#### [Task goal]
What follows is a listing. Return every line of it exactly.

#### [Data excerpts]
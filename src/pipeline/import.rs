use super::{Applied, PipelineState, report_progress};
use crate::audio::isolate_panic;
use crate::scanner::metadata::{ProbeError, probe};
use crate::scanner::{scan_dir, standardize_path};
use crossbeam_channel::Sender;
use std::collections::HashSet;
use std::path::PathBuf;

/// Everything an import worker needs, captured on the owner before dispatch.
pub(crate) struct ImportJob {
    pub dir: PathBuf,
    pub tags: Vec<String>,
    /// Standardized paths already in the library when the import started.
    pub known: HashSet<PathBuf>,
    pub progress_interval: usize,
}

/// Scan then probe in discovery order, posting progress and one final batch.
pub(crate) fn run(job: ImportJob, tx: &Sender<Applied>) {
    let paths = scan_dir(&job.dir);
    if paths.is_empty() {
        log::info!("No audio files found in {}", job.dir.display());
        tx.send(Applied::ImportEmpty).ok();
        return;
    }

    tx.send(Applied::Phase(PipelineState::Probing)).ok();
    let total = paths.len();
    let mut seen = job.known;
    let mut samples = Vec::with_capacity(total);
    let mut skipped = 0usize;

    for (i, path) in paths.iter().enumerate() {
        if seen.insert(standardize_path(path)) {
            match isolate_panic(path, || probe(path, &job.tags)) {
                Some(Ok(sample)) => samples.push(sample),
                Some(Err(ProbeError::NotFound(p))) => {
                    log::warn!("Vanished before probing: {}", p);
                    skipped += 1;
                }
                None => {
                    log::warn!("Skipping {}: probe crashed", path.display());
                    skipped += 1;
                }
            }
        } else {
            log::debug!("Already in library: {}", path.display());
            skipped += 1;
        }
        report_progress(tx, i + 1, total, job.progress_interval);
    }

    log::info!(
        "Probed {} files in {} ({} skipped)",
        samples.len(),
        job.dir.display(),
        skipped
    );
    tx.send(Applied::ImportFinished { samples, skipped }).ok();
}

#### [Written response]
filename src/pipeline/import.rs
use super::{Applied, PipelineState, report_progress};
use crate::audio::isolate_panic;
use crate::scanner::metadata::{ProbeError, probe};
use crate::scanner::{scan_dir, standardize_path};
use crossbeam_channel::Sender;
use std::collections::HashSet;
use std::path::PathBuf;

/// Everything an import worker needs, captured on the owner before dispatch.
pub(crate) struct ImportJob {
    pub dir: PathBuf,
    pub tags: Vec<String>,
    /// Standardized paths already in the library when the import started.
    pub known: HashSet<PathBuf>,
    pub progress_interval: usize,
}

/// Scan then probe in discovery order, posting progress and one final batch.
pub(crate) fn run(job: ImportJob, tx: &Sender<Applied>) {
    let paths = scan_dir(&job.dir);
    if paths.is_empty() {
        log::info!("No audio files found in {}", job.dir.display());
        tx.send(Applied::ImportEmpty).ok();
        return;
    }

    tx.send(Applied::Phase(PipelineState::Probing)).ok();
    let total = paths.len();
    let mut seen = job.known;
    let mut samples = Vec::with_capacity(total);
    let mut skipped = 0usize;

    for (i, path) in paths.iter().enumerate() {
        if seen.insert(standardize_path(path)) {
            match isolate_panic(path, || probe(path, &job.tags)) {
                Some(Ok(sample)) => samples.push(sample),
                Some(Err(ProbeError::NotFound(p))) => {
                    log::warn!("Vanished before probing: {}", p);
                    skipped += 1;
                }
                None => {
                    log::warn!("Skipping {}: probe crashed", path.display());
                    skipped += 1;
                }
            }
        } else {
            log::debug!("Already in library: {}", path.display());
            skipped += 1;
        }
        report_progress(tx, i + 1, total, job.progress_interval);
    }

    log::info!(
        "Probed {} files in {} ({} skipped)",
        samples.len(),
        job.dir.display(),
        skipped
    );
    tx.send(Applied::ImportFinished { samples, skipped }).ok();
}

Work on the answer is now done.